Drawing on experimental concepts first developed at RML a decade ago, the research team exposed two groups of 6-week-old mice to different strains of the agent that causes scrapie, a brain-wasting disease of sheep. Within 150 days of being inoculated with the natural form of scrapie prion protein, all 70 mice in the control group showed visible signs of infection: twitching, emaciation and poor coordination. In contrast, the scientists observed 128 transgenic mice--those engineered to produce prion protein without a glycophosphoinositol (GPI) cell membrane anchor--for 500 to 600 days and saw no signs of scrapie disease. Subsequent electron microscopic examinations at UCSD, however, confirmed that they produced amyloid fibrils, an abnormal form of prion protein, and that they even had brain lesions. More remarkably, according to Dr. Chesebro, the diseased brain tissue resembled that found in Alzheimer's disease rather than in scrapie.
Chesebro mentions two theories as to why the transgenic mice did not show symptoms of illness despite being infected:
- The host cell might require the GPI anchor to receive the "toxic signal" from the abnormal prion protein
- The plaques might be less toxic than the non-plaque form of prion protein clumps
In either case, more time might be required to produce disease due to the reduced toxicity, Dr. Chesebro says.
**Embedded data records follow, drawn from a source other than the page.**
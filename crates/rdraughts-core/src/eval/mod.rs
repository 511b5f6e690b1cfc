//! Position evaluation
//!
//! Material is always scored at full weight. The positional terms are
//! summed separately and multiplied by the difficulty profile's
//! `feature_scale` in [0, 1], so weaker profiles literally see less of the
//! position. Every positional term is an own-minus-opponent differential.
//!
//! Search-time noise is injected by the search at leaf evaluation, not
//! here; `evaluate` itself is deterministic.

use crate::movegen::{quiet_move_count_from, side_mobility};
use crate::position::Position;
use crate::types::{Direction, PieceKind, Side, Square};

/// Material weight of a man
pub const MAN_VALUE: i32 = 100;
/// Material weight of a king
pub const KING_VALUE: i32 = 300;

const MOBILITY_KING_WEIGHT: i32 = 2;
const STRUCTURE_BONUS: i32 = 3;
const FIRST_PROMOTION_BONUS: i32 = 30;
const LOCKED_PENALTY: i32 = 5;
const RUNAWAY_BONUS: i32 = 15;
const LONG_DIAGONAL_BONUS: i32 = 2;
const ENDGAME_KING_BONUS: i32 = 20;
const BALANCE_PENALTY: i32 = 3;
const ENDGAME_PIECE_THRESHOLD: u32 = 6;

/// Score `pos` from the perspective of `side`.
pub fn evaluate(pos: &Position, side: Side, feature_scale: f64) -> i32 {
    let material = material_score(pos, side);
    if feature_scale <= 0.0 {
        return material;
    }

    let positional = mobility_term(pos, side)
        + structure_term(pos, side)
        + first_promotion_term(pos, side)
        + locked_term(pos, side)
        + runaway_term(pos, side)
        + long_diagonal_term(pos, side)
        + endgame_king_term(pos, side)
        + balance_term(pos, side);

    material + (positional as f64 * feature_scale.min(1.0)) as i32
}

/// Material term: 100 per man, 300 per king, own minus opponent
pub fn material_score(pos: &Position, side: Side) -> i32 {
    let opp = side.opponent();
    MAN_VALUE * (pos.man_count(side) as i32 - pos.man_count(opp) as i32)
        + KING_VALUE * (pos.king_count(side) as i32 - pos.king_count(opp) as i32)
}

fn mobility_term(pos: &Position, side: Side) -> i32 {
    let (own_man, own_king) = side_mobility(pos, side);
    let (opp_man, opp_king) = side_mobility(pos, side.opponent());
    (own_man as i32 - opp_man as i32)
        + MOBILITY_KING_WEIGHT * (own_king as i32 - opp_king as i32)
}

/// +3 per piece with a friendly piece diagonally behind it
fn structure_term(pos: &Position, side: Side) -> i32 {
    let mut term = 0;
    for (sq, piece) in pos.pieces() {
        let behind = match piece.side {
            Side::Light => [Direction::DownLeft, Direction::DownRight],
            Side::Dark => [Direction::UpLeft, Direction::UpRight],
        };
        let defended = behind.into_iter().any(|dir| {
            sq.step(dir)
                .and_then(|b| pos.piece_at(b))
                .is_some_and(|p| p.side == piece.side)
        });
        if defended {
            term += if piece.is_side(side) { STRUCTURE_BONUS } else { -STRUCTURE_BONUS };
        }
    }
    term
}

fn first_promotion_term(pos: &Position, side: Side) -> i32 {
    match pos.first_promotion() {
        Some(owner) if owner == side => FIRST_PROMOTION_BONUS,
        Some(_) => -FIRST_PROMOTION_BONUS,
        None => 0,
    }
}

/// -5 per piece with zero quiet moves. Captures do not count: the term is
/// a mobility shading, and a piece whose only move is a capture is still
/// scored as locked.
fn locked_term(pos: &Position, side: Side) -> i32 {
    let mut term = 0;
    for (sq, piece) in pos.pieces() {
        if quiet_move_count_from(pos, sq) == 0 {
            term += if piece.is_side(side) { -LOCKED_PENALTY } else { LOCKED_PENALTY };
        }
    }
    term
}

/// +15 per man with a fully empty forward diagonal ray to the promotion row
fn runaway_term(pos: &Position, side: Side) -> i32 {
    let mut term = 0;
    for (sq, piece) in pos.pieces() {
        if piece.kind != PieceKind::Man {
            continue;
        }
        if is_runaway(pos, sq, piece.side) {
            term += if piece.is_side(side) { RUNAWAY_BONUS } else { -RUNAWAY_BONUS };
        }
    }
    term
}

fn is_runaway(pos: &Position, sq: Square, side: Side) -> bool {
    let dirs = match side {
        Side::Light => [Direction::UpLeft, Direction::UpRight],
        Side::Dark => [Direction::DownLeft, Direction::DownRight],
    };
    'dirs: for dir in dirs {
        let mut cursor = sq.step(dir);
        while let Some(next) = cursor {
            if !pos.is_empty_at(next) {
                continue 'dirs;
            }
            if next.row() == side.promotion_row() {
                return true;
            }
            cursor = next.step(dir);
        }
        // Ray left the board before reaching the promotion row
    }
    false
}

/// +2 per piece holding the long diagonal
fn long_diagonal_term(pos: &Position, side: Side) -> i32 {
    let mut term = 0;
    for (sq, piece) in pos.pieces() {
        if sq.on_long_diagonal() {
            term +=
                if piece.is_side(side) { LONG_DIAGONAL_BONUS } else { -LONG_DIAGONAL_BONUS };
        }
    }
    term
}

/// +20 for holding more kings than the opponent, doubled once the board is
/// nearly empty and king superiority decides the endgame
fn endgame_king_term(pos: &Position, side: Side) -> i32 {
    let own = pos.king_count(side);
    let opp = pos.king_count(side.opponent());
    if own == opp {
        return 0;
    }
    let sign = if own > opp { 1 } else { -1 };
    let amplifier = if pos.total_pieces() < ENDGAME_PIECE_THRESHOLD { 2 } else { 1 };
    sign * ENDGAME_KING_BONUS * amplifier
}

/// -3 per unit of left/right imbalance of a side's own pieces
fn balance_term(pos: &Position, side: Side) -> i32 {
    let imbalance = |s: Side| {
        let mut left = 0i32;
        let mut right = 0i32;
        for (sq, piece) in pos.pieces() {
            if piece.is_side(s) {
                if sq.col() < 5 {
                    left += 1;
                } else {
                    right += 1;
                }
            }
        }
        (left - right).abs()
    };
    BALANCE_PENALTY * (imbalance(side.opponent()) - imbalance(side))
}

#[cfg(test)]
mod tests {
    use super::*;
    use crate::types::Piece;

    fn sq(n: u8) -> Square {
        Square::from_number(n)
    }

    #[test]
    fn test_feature_scale_zero_is_pure_material() {
        let mut pos = Position::empty();
        pos.set_piece(sq(28), Piece::man(Side::Light));
        pos.set_piece(sq(32), Piece::man(Side::Light));
        pos.set_piece(sq(46), Piece::king(Side::Light));
        pos.set_piece(sq(19), Piece::man(Side::Dark));

        let expected = MAN_VALUE * (2 - 1) + KING_VALUE;
        assert_eq!(evaluate(&pos, Side::Light, 0.0), expected);
        assert_eq!(evaluate(&pos, Side::Dark, 0.0), -expected);
    }

    #[test]
    fn test_initial_position_is_balanced() {
        let pos = Position::initial();
        assert_eq!(evaluate(&pos, Side::Light, 1.0), 0);
        assert_eq!(evaluate(&pos, Side::Dark, 1.0), 0);
    }

    #[test]
    fn test_score_is_negated_between_sides() {
        let (pos, _) = Position::from_fen("W:W28,32,K46:B1,2,19,K5").unwrap();
        let light = evaluate(&pos, Side::Light, 1.0);
        let dark = evaluate(&pos, Side::Dark, 1.0);
        assert_eq!(light, -dark);
    }

    #[test]
    fn test_first_promotion_bonus() {
        let mut pos = Position::empty();
        pos.set_piece(sq(6), Piece::man(Side::Light));
        pos.set_piece(sq(45), Piece::man(Side::Dark));
        let promoted = pos.apply(&crate::types::Move::quiet(sq(6), sq(1)), Side::Light);

        let before = evaluate(&pos, Side::Light, 0.0);
        let _ = before;
        let with = evaluate(&promoted, Side::Light, 1.0);
        let without_scale = evaluate(&promoted, Side::Light, 0.0);
        // The scaled score includes the one-time bonus for Light
        assert!(with > without_scale);
    }

    #[test]
    fn test_endgame_king_advantage_amplified() {
        // 5 pieces total: amplifier kicks in
        let (small, _) = Position::from_fen("W:WK28,31,32:B1,2").unwrap();
        // 7 pieces total: plain bonus
        let (large, _) = Position::from_fen("W:WK28,31,32,33:B1,2,3").unwrap();
        assert_eq!(endgame_king_term(&small, Side::Light), 2 * ENDGAME_KING_BONUS);
        assert_eq!(endgame_king_term(&large, Side::Light), ENDGAME_KING_BONUS);
        assert_eq!(endgame_king_term(&small, Side::Dark), -2 * ENDGAME_KING_BONUS);
    }

    #[test]
    fn test_capture_only_piece_counts_as_locked() {
        // Light man on 26: its single quiet step to 21 is occupied, so only
        // the jump 26x17 remains. The dark man on 21 still has 21-27.
        let (pos, _) = Position::from_fen("W:W26:B21").unwrap();
        assert_eq!(locked_term(&pos, Side::Light), -LOCKED_PENALTY);
        assert_eq!(locked_term(&pos, Side::Dark), LOCKED_PENALTY);
    }

    #[test]
    fn test_runaway_detection() {
        let mut pos = Position::empty();
        pos.set_piece(sq(8), Piece::man(Side::Light));
        assert!(is_runaway(&pos, sq(8), Side::Light));

        // Block both forward rays
        pos.set_piece(sq(2), Piece::man(Side::Dark));
        pos.set_piece(sq(3), Piece::man(Side::Dark));
        assert!(!is_runaway(&pos, sq(8), Side::Light));
    }
}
"There was so much about this research that surprised us and gave us ideas to pursue," says Dr. Chesebro. "First, the mice didn't get sick. That's very significant. Second, the dense accumulations of scrapie plaque in the brain resembled the plaque seen in Alzheimer's, but it wasn't toxic," which might support more recent concepts about plaque in Alzheimer's patients. "Previously, most researchers thought plaques were the toxic component of Alzheimer's that kills neurons, and many treatments focus on removing the plaques. But what if the plaques are inert, as they were in this research? What if only small clumps are toxic?"
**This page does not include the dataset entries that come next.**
//! Iterative-deepening NegaMax search
//!
//! The driver runs one full alpha-beta pass per depth, keeps the last
//! completed result and stops before starting a depth once the time budget
//! is spent - time is never checked mid-search, so a returned move is
//! always the product of a fully completed depth.
//!
//! At every node the score is relative to the side to move; each recursive
//! call negates the child score and swaps the negated bounds. Draw rules
//! are evaluated at every node over the copy-extended `DrawState`, and a
//! branch-local hash path breaks cycles through transpositions so search
//! over kings-only endgames always terminates.
//!
//! The engine is synchronous and single-threaded. Callers that preempt an
//! in-flight computation discard the stale result via their own generation
//! token, but must still reclaim the engine (and with it the table buffer)
//! once the stale call returns.

use crate::difficulty::DifficultyProfile;
use crate::draw::DrawState;
use crate::error::EngineError;
use crate::eval::evaluate;
use crate::movegen::generate_legal_moves;
use crate::position::Position;
use crate::tt::{Bound, DEFAULT_TABLE_MB, TranspositionTable};
use crate::types::{Move, Side, Square};
use crate::zobrist::Zobrist;
use rand::{Rng, SeedableRng};
use rand_xoshiro::Xoshiro256PlusPlus;
use std::time::Instant;

/// Score bounds
pub const INFINITY: i32 = 1_000_000;
/// Base score of a won game; distance from root is subtracted so the
/// search prefers faster wins
pub const WIN_SCORE: i32 = 100_000;
const DRAW_SCORE: i32 = 0;

/// Deepest ply killer moves are tracked for
const MAX_PLY: usize = 64;

/// Outcome of a completed search.
#[derive(Clone, Debug)]
pub struct SearchResult {
    /// The selected move
    pub mv: Move,
    /// Score of `mv` from the requesting side's perspective
    pub score: i32,
    /// Deepest fully completed iteration
    pub depth: u8,
    /// Nodes visited
    pub nodes: u64,
}

/// What the engine decided for a move request.
#[derive(Clone, Debug)]
pub enum MoveDecision {
    Play(SearchResult),
    /// The side to move has no legal move and has lost. A game outcome,
    /// not an error.
    NoLegalMoves,
}

/// The search engine. Created once and reused across successive move
/// computations so the transposition table stays warm.
pub struct SearchEngine {
    zobrist: Zobrist,
    tt: TranspositionTable,
    killers: Vec<[Option<(Square, Square)>; 2]>,
    rng: Xoshiro256PlusPlus,
    nodes: u64,
}

impl SearchEngine {
    /// Engine with a table of `table_mb` megabytes and an entropy-seeded RNG
    pub fn new(table_mb: usize) -> SearchEngine {
        SearchEngine::from_table(TranspositionTable::new(table_mb), rand::rng().random())
    }

    /// Engine with a deterministic RNG seed (reproducible noise/blunders)
    pub fn with_seed(table_mb: usize, seed: u64) -> SearchEngine {
        SearchEngine::from_table(TranspositionTable::new(table_mb), seed)
    }

    /// Engine adopting an existing table, e.g. one transferred back from a
    /// worker context
    pub fn from_table(tt: TranspositionTable, seed: u64) -> SearchEngine {
        SearchEngine {
            zobrist: Zobrist::new(),
            tt,
            killers: vec![[None; 2]; MAX_PLY],
            rng: Xoshiro256PlusPlus::seed_from_u64(seed),
            nodes: 0,
        }
    }

    /// Release the transposition table so the owner can reclaim or transfer
    /// the buffer, including after a preempted computation
    pub fn into_table(self) -> TranspositionTable {
        self.tt
    }

    /// Drop all cached search results
    pub fn clear_table(&mut self) {
        self.tt.clear();
    }

    /// Hash of `(pos, side)` under this engine's key table
    pub fn position_hash(&self, pos: &Position, side: Side) -> u32 {
        self.zobrist.compute(pos, side)
    }

    /// Draw state extended by `side` playing `mv` on `pos`; convenience for
    /// game loops that thread [`DrawState`] between requests.
    pub fn advance_draw_state(
        &self,
        draw: &DrawState,
        pos: &Position,
        side: Side,
        mv: &Move,
    ) -> Result<DrawState, EngineError> {
        let moved = pos.piece_at(mv.from()).ok_or(EngineError::IllegalMove)?.kind;
        let hash = self.zobrist.compute(pos, side);
        let hash_after = self.zobrist.apply_move(hash, pos, side, mv);
        let pos_after = pos.apply(mv, side);
        Ok(draw.after_move(&pos_after, mv, moved, hash_after))
    }

    /// Select a move for `side`. The single entry point for callers.
    pub fn request_move(
        &mut self,
        pos: &Position,
        side: Side,
        profile: &DifficultyProfile,
        draw: &DrawState,
    ) -> MoveDecision {
        let moves = generate_legal_moves(pos, side);
        if moves.is_empty() {
            return MoveDecision::NoLegalMoves;
        }

        self.nodes = 0;
        for slot in self.killers.iter_mut() {
            *slot = [None; 2];
        }

        if let [only] = moves.as_slice() {
            // Nothing to choose; report the static score without burning
            // the time budget
            let score = evaluate(pos, side, profile.feature_scale);
            return MoveDecision::Play(SearchResult {
                mv: only.clone(),
                score,
                depth: 0,
                nodes: 0,
            });
        }

        let root_hash = self.zobrist.compute(pos, side);
        let start = Instant::now();
        let max_depth = profile.max_depth.max(1);
        let mut best_index = 0;
        let mut best_score = 0;
        let mut completed = 0;

        for depth in 1..=max_depth {
            let (index, score) =
                self.search_root(pos, side, &moves, depth, root_hash, draw, profile);
            best_index = index;
            best_score = score;
            completed = depth;
            log::debug!(
                "depth {depth}: best {} score {score} nodes {}",
                moves[index],
                self.nodes
            );
            // Time is only consulted between completed depths
            if start.elapsed().as_millis() as u64 >= profile.time_limit_ms {
                break;
            }
        }

        if profile.blunder_probability > 0.0
            && self.rng.random::<f64>() < profile.blunder_probability
        {
            let (index, score) = self.glance_pick(pos, side, &moves, profile);
            log::debug!("blunder: {} replaces {}", moves[index], moves[best_index]);
            best_index = index;
            best_score = score;
        }

        MoveDecision::Play(SearchResult {
            mv: moves[best_index].clone(),
            score: best_score,
            depth: completed,
            nodes: self.nodes,
        })
    }

    /// One full-width alpha-beta pass over the root moves
    fn search_root(
        &mut self,
        pos: &Position,
        side: Side,
        moves: &[Move],
        depth: u8,
        root_hash: u32,
        draw: &DrawState,
        profile: &DifficultyProfile,
    ) -> (usize, i32) {
        let tt_index = self
            .tt
            .probe(root_hash)
            .map(|e| e.best_move_index())
            .filter(|&index| index >= 0);
        let order = self.move_order(moves, tt_index, 0);
        let mut path = vec![root_hash];
        let mut alpha = -INFINITY;
        let mut best_index = order[0];

        for index in order {
            let mv = &moves[index];
            let (child, child_hash, child_draw) = self.make_child(pos, side, mv, root_hash, draw);
            let score = -self.negamax(
                &child,
                side.opponent(),
                depth - 1,
                1,
                -INFINITY,
                -alpha,
                child_hash,
                &child_draw,
                &mut path,
                profile,
            );
            if score > alpha {
                alpha = score;
                best_index = index;
            }
        }

        self.tt.store(root_hash, alpha, depth, Bound::Exact, best_index as i16);
        (best_index, alpha)
    }

    #[allow(clippy::too_many_arguments)]
    fn negamax(
        &mut self,
        pos: &Position,
        side: Side,
        depth: u8,
        ply: usize,
        mut alpha: i32,
        mut beta: i32,
        hash: u32,
        draw: &DrawState,
        path: &mut Vec<u32>,
        profile: &DifficultyProfile,
    ) -> i32 {
        self.nodes += 1;

        // Draw rules are terminal at any node, which lets the search seek
        // or avoid draws instead of looping through them
        if draw.draw_reason().is_some() {
            return DRAW_SCORE;
        }
        // Branch-local cycle check, distinct from the game history above
        if path.contains(&hash) {
            return DRAW_SCORE;
        }

        let mut tt_index = None;
        if let Some(entry) = self.tt.probe(hash) {
            if entry.best_move_index() >= 0 {
                tt_index = Some(entry.best_move_index());
            }
            if entry.depth() >= depth {
                let score = entry.score();
                match entry.bound() {
                    Bound::Exact => return score,
                    Bound::Lower => {
                        if score >= beta {
                            return score;
                        }
                        alpha = alpha.max(score);
                    }
                    Bound::Upper => {
                        if score <= alpha {
                            return score;
                        }
                        beta = beta.min(score);
                    }
                    Bound::None => {}
                }
            }
        }

        if depth == 0 {
            return self.evaluate_leaf(pos, side, profile);
        }

        let moves = generate_legal_moves(pos, side);
        if moves.is_empty() {
            // Lost: no legal move. Prefer distant losses / near wins.
            return -(WIN_SCORE - ply as i32);
        }

        let order = self.move_order(&moves, tt_index, ply);
        path.push(hash);

        let alpha_original = alpha;
        let mut best_score = -INFINITY;
        let mut best_index = order[0];

        for index in order {
            let mv = &moves[index];
            let (child, child_hash, child_draw) = self.make_child(pos, side, mv, hash, draw);
            let score = -self.negamax(
                &child,
                side.opponent(),
                depth - 1,
                ply + 1,
                -beta,
                -alpha,
                child_hash,
                &child_draw,
                path,
                profile,
            );

            if score > best_score {
                best_score = score;
                best_index = index;
            }
            if score > alpha {
                alpha = score;
            }
            if alpha >= beta {
                self.record_killer(mv, ply);
                break;
            }
        }

        path.pop();

        let bound = if best_score <= alpha_original {
            Bound::Upper
        } else if best_score >= beta {
            Bound::Lower
        } else {
            Bound::Exact
        };
        self.tt.store(hash, best_score, depth, bound, best_index as i16);
        best_score
    }

    /// Static leaf score plus the profile's noise term. Noise is applied
    /// here, inside the search, so it genuinely changes which branch the
    /// minimax backs up rather than cosmetically shifting a final score.
    fn evaluate_leaf(&mut self, pos: &Position, side: Side, profile: &DifficultyProfile) -> i32 {
        let mut score = evaluate(pos, side, profile.feature_scale);
        if profile.noise_amplitude > 0 {
            score += self.rng.random_range(-profile.noise_amplitude..=profile.noise_amplitude);
        }
        score
    }

    /// Child position, its incrementally updated hash, and the extended
    /// draw state
    fn make_child(
        &self,
        pos: &Position,
        side: Side,
        mv: &Move,
        hash: u32,
        draw: &DrawState,
    ) -> (Position, u32, DrawState) {
        let moved = pos.piece_at(mv.from()).expect("legal move origin is occupied").kind;
        let child_hash = self.zobrist.apply_move(hash, pos, side, mv);
        let child = pos.apply(mv, side);
        let child_draw = draw.after_move(&child, mv, moved, child_hash);
        (child, child_hash, child_draw)
    }

    /// Iteration order over move-list indices: TT move, then captures (the
    /// generator already restricts them to maximal length), then killers
    /// recorded at this ply, then the remaining quiet moves. The sort is
    /// stable, so generation order breaks ties.
    fn move_order(&self, moves: &[Move], tt_index: Option<i16>, ply: usize) -> Vec<usize> {
        let killers = if ply < MAX_PLY { self.killers[ply] } else { [None; 2] };
        let mut order: Vec<usize> = (0..moves.len()).collect();
        order.sort_by_key(|&i| {
            if tt_index == Some(i as i16) {
                return 0u8;
            }
            match &moves[i] {
                Move::Capture { .. } => 1,
                Move::Quiet { from, to } => {
                    if killers[0] == Some((*from, *to)) {
                        2
                    } else if killers[1] == Some((*from, *to)) {
                        3
                    } else {
                        4
                    }
                }
            }
        });
        order
    }

    /// Remember a quiet move that caused a cutoff at `ply`
    fn record_killer(&mut self, mv: &Move, ply: usize) {
        if ply >= MAX_PLY {
            return;
        }
        if let Move::Quiet { from, to } = mv {
            let pair = (*from, *to);
            if self.killers[ply][0] != Some(pair) {
                self.killers[ply][1] = self.killers[ply][0];
                self.killers[ply][0] = Some(pair);
            }
        }
    }

    /// Blunder selection: statically evaluate every root move (no deep
    /// search, no noise) and pick uniformly among those within the margin
    /// of the best static score.
    fn glance_pick(
        &mut self,
        pos: &Position,
        side: Side,
        moves: &[Move],
        profile: &DifficultyProfile,
    ) -> (usize, i32) {
        let scores: Vec<i32> = moves
            .iter()
            .map(|mv| evaluate(&pos.apply(mv, side), side, profile.feature_scale))
            .collect();
        let best = *scores.iter().max().expect("at least one root move");
        let candidates: Vec<usize> = (0..moves.len())
            .filter(|&i| best - scores[i] <= profile.blunder_margin)
            .collect();
        let pick = candidates[self.rng.random_range(0..candidates.len())];
        (pick, scores[pick])
    }
}

impl Default for SearchEngine {
    fn default() -> Self {
        SearchEngine::new(DEFAULT_TABLE_MB)
    }
}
If this hypothesis proves correct, Dr. Chesebro says, the ongoing research could eventually alter scientists' views on preventing prion diseases, shifting emphasis away from stopping the production of prion protein clumps and toward preventing interactions with prion protein anchored to cells, or learning to direct abnormal prion protein accumulations to specific parts of the brain where they will not produce symptoms.
"Abnormal prion protein by itself may not be rapidly lethal--in these mice it wasn't," Dr. Chesebro says.